WHAT TO PRODUCE -
Scan the entries below for the string "body" and copy every line where it turns up.

(Records from a dataset)
- - -

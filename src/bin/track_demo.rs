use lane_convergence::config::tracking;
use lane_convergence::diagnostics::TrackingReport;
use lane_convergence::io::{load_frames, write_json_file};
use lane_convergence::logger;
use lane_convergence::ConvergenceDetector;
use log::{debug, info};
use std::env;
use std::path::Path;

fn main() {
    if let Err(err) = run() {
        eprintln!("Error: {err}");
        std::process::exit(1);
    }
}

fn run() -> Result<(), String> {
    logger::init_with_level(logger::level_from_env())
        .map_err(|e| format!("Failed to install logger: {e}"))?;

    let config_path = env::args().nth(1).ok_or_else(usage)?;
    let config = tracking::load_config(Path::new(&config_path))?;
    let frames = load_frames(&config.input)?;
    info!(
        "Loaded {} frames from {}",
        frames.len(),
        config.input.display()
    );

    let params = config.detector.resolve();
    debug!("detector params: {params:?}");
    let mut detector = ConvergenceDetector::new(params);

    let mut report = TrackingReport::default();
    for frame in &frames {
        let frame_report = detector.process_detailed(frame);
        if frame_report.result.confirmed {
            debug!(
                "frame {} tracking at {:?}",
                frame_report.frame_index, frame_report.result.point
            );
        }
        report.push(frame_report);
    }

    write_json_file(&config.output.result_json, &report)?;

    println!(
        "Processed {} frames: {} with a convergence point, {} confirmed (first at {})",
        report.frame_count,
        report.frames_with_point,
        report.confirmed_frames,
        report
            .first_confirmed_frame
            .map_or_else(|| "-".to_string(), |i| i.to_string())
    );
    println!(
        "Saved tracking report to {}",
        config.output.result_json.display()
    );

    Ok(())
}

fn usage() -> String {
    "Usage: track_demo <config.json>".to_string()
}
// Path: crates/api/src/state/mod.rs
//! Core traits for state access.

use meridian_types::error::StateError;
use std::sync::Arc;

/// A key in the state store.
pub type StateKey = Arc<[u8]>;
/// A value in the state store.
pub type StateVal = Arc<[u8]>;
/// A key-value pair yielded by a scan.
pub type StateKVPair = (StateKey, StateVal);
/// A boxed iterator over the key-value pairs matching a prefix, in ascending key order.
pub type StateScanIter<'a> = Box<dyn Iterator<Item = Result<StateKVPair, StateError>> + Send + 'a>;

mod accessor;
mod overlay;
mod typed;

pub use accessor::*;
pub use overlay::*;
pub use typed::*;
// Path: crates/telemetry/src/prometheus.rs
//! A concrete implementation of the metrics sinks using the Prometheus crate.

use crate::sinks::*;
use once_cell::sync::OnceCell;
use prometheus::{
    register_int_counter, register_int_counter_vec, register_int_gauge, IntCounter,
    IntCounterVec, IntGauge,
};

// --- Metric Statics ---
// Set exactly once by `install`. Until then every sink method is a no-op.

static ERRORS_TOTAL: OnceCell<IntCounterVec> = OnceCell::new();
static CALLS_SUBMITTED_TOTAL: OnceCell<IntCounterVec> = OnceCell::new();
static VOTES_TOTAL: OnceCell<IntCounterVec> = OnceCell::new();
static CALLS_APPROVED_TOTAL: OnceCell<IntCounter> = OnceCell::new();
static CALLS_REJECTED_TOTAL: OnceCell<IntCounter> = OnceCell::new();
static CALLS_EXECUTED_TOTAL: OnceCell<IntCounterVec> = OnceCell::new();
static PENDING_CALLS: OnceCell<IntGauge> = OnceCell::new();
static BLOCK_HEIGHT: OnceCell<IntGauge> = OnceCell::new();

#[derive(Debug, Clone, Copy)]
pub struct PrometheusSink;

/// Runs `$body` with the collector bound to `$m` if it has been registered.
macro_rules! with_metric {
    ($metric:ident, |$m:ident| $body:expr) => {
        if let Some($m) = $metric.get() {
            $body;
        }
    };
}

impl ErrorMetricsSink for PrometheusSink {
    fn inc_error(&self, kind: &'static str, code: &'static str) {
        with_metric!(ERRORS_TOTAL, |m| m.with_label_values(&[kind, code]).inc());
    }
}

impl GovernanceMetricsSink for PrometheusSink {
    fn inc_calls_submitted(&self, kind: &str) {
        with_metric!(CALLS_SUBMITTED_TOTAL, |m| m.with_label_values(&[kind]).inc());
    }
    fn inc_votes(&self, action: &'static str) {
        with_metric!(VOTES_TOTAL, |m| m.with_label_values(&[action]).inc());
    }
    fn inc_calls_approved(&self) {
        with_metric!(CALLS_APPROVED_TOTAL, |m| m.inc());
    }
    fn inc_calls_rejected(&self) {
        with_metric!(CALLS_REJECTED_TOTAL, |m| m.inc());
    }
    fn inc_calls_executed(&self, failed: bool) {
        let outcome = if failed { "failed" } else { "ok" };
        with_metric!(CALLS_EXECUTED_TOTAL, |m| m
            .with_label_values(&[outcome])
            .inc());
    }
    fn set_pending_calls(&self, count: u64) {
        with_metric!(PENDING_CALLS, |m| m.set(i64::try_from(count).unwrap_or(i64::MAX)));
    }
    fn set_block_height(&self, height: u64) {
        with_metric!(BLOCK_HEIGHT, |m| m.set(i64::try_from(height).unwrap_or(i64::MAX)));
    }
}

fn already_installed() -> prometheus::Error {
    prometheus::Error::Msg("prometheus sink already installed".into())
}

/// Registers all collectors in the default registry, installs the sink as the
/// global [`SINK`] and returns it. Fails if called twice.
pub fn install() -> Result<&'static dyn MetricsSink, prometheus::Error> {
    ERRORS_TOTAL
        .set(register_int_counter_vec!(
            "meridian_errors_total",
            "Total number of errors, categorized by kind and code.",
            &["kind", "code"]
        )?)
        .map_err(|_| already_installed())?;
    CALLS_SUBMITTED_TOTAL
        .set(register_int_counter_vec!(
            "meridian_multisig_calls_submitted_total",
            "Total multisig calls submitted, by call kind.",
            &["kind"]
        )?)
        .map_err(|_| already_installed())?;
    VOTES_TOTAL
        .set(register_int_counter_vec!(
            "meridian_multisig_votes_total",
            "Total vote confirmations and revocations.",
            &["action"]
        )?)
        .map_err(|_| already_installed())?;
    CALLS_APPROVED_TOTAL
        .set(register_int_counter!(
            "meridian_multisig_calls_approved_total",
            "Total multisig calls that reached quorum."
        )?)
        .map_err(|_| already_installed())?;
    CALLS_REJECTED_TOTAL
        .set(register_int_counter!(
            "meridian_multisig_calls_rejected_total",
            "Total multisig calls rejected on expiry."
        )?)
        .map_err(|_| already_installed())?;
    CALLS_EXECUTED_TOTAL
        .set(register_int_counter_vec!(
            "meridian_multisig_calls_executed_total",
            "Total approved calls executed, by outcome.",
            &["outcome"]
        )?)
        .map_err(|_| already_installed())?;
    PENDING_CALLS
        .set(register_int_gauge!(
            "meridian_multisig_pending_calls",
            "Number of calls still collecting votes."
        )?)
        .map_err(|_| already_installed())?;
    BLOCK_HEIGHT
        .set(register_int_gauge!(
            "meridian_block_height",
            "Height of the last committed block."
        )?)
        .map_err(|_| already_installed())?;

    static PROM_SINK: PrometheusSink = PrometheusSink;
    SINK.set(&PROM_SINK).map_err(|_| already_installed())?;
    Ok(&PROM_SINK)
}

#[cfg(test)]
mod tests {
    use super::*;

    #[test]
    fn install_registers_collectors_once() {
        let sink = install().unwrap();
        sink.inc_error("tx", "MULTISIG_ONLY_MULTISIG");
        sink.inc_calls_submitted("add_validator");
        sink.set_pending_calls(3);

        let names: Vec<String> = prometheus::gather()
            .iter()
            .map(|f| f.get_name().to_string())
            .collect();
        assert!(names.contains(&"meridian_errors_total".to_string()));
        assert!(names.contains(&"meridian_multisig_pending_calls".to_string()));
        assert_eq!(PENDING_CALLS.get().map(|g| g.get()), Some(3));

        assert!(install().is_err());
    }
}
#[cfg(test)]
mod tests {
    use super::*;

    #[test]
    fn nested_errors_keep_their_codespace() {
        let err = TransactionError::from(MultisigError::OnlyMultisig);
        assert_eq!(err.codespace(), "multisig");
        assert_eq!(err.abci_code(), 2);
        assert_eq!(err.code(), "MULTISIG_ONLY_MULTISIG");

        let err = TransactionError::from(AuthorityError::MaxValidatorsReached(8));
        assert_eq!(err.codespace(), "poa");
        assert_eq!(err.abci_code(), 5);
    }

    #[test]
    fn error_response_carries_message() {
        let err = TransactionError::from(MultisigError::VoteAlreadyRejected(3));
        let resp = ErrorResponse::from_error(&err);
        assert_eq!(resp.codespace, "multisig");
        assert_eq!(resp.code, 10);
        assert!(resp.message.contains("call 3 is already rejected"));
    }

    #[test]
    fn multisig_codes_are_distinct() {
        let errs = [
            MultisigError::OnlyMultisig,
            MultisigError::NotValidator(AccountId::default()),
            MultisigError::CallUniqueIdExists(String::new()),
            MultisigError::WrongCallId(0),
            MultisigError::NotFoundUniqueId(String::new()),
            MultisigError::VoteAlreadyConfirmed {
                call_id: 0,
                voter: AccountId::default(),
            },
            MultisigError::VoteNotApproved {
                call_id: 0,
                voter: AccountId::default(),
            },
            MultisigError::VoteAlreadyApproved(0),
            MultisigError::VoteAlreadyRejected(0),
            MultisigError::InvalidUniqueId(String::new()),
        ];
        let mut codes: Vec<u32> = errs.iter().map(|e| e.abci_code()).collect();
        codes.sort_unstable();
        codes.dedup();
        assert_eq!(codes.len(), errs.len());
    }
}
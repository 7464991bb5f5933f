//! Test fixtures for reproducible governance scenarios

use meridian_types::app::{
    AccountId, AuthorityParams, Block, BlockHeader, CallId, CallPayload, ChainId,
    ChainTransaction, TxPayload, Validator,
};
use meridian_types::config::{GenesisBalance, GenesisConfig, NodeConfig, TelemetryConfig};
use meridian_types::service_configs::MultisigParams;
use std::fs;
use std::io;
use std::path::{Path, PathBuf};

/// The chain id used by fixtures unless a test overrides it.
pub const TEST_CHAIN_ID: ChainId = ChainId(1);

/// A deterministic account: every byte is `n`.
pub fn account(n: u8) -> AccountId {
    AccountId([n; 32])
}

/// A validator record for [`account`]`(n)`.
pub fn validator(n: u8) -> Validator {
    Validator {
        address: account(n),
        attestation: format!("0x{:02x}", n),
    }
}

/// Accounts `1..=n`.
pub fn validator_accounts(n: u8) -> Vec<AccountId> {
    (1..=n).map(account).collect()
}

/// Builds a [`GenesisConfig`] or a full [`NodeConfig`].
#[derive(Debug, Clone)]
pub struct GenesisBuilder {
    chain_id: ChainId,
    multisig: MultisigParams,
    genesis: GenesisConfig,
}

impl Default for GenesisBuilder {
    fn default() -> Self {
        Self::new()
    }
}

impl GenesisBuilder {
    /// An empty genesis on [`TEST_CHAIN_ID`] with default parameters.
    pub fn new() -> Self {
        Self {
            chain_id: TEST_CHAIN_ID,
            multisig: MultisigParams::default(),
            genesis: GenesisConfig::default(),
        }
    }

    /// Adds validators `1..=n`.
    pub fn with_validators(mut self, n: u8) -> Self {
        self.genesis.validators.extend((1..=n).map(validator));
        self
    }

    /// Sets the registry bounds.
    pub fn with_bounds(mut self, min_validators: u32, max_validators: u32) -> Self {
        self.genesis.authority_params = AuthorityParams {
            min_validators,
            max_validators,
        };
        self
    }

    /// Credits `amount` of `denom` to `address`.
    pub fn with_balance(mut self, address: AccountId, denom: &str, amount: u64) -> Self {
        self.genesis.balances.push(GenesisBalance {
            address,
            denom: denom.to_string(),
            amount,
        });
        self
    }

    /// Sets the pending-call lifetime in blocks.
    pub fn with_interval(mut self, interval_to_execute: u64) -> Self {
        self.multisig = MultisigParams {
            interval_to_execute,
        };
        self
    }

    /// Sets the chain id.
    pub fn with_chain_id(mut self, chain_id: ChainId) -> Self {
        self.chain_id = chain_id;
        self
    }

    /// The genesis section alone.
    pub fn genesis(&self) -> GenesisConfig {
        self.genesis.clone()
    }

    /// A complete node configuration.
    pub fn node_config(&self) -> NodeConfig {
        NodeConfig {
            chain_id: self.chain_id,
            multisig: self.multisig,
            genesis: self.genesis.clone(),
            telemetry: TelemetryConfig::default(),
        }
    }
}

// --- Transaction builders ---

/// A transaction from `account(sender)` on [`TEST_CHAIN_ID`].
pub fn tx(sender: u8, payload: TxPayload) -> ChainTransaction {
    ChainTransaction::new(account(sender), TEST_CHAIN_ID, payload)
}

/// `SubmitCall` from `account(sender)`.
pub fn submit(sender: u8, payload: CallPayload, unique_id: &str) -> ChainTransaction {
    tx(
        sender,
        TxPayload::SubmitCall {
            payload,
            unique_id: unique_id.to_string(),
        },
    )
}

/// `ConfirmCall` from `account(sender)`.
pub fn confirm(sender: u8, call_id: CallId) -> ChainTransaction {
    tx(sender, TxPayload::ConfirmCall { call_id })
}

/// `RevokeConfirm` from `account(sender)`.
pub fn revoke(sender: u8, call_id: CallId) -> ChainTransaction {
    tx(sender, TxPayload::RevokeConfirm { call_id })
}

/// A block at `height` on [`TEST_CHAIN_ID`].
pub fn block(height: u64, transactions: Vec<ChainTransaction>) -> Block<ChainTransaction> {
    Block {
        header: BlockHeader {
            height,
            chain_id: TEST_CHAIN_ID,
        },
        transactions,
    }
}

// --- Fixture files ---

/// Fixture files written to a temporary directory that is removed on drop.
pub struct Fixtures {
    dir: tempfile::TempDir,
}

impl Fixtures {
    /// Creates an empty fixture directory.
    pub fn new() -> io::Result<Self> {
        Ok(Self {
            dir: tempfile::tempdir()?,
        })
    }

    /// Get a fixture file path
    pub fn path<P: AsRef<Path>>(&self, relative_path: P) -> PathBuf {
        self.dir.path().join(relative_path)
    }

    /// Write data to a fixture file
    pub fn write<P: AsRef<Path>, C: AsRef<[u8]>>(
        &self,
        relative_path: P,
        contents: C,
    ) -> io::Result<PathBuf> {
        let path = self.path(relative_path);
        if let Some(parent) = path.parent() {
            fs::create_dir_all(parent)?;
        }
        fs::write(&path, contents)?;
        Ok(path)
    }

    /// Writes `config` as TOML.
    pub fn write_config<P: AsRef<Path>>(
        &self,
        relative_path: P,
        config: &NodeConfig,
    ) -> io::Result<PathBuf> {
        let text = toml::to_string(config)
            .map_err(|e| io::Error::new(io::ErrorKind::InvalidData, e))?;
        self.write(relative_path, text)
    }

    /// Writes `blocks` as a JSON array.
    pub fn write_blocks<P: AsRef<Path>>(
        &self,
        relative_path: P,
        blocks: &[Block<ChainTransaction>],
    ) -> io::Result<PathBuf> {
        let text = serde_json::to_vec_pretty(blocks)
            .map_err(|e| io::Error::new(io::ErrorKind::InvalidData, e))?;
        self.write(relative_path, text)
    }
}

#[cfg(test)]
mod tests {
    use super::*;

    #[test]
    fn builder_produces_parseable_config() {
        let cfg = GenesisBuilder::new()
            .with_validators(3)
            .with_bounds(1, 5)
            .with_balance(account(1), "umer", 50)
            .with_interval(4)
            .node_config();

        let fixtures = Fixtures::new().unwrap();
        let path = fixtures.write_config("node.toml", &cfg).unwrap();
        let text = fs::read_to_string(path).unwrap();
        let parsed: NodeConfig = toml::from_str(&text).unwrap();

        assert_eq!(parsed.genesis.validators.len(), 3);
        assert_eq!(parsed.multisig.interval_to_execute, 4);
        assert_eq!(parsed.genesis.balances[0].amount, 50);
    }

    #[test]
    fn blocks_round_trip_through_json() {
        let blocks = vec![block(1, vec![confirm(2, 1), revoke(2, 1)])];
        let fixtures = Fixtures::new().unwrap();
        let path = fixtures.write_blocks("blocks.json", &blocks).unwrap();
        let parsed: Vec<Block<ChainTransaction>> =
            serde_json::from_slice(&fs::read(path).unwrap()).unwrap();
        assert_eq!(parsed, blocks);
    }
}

- - -

SOLUTION TO THIS EXERCISE -
/// Runs `$body` with the collector bound to `$m` if it has been registered.
    ($metric:ident, |$m:ident| $body:expr) => {
            $body;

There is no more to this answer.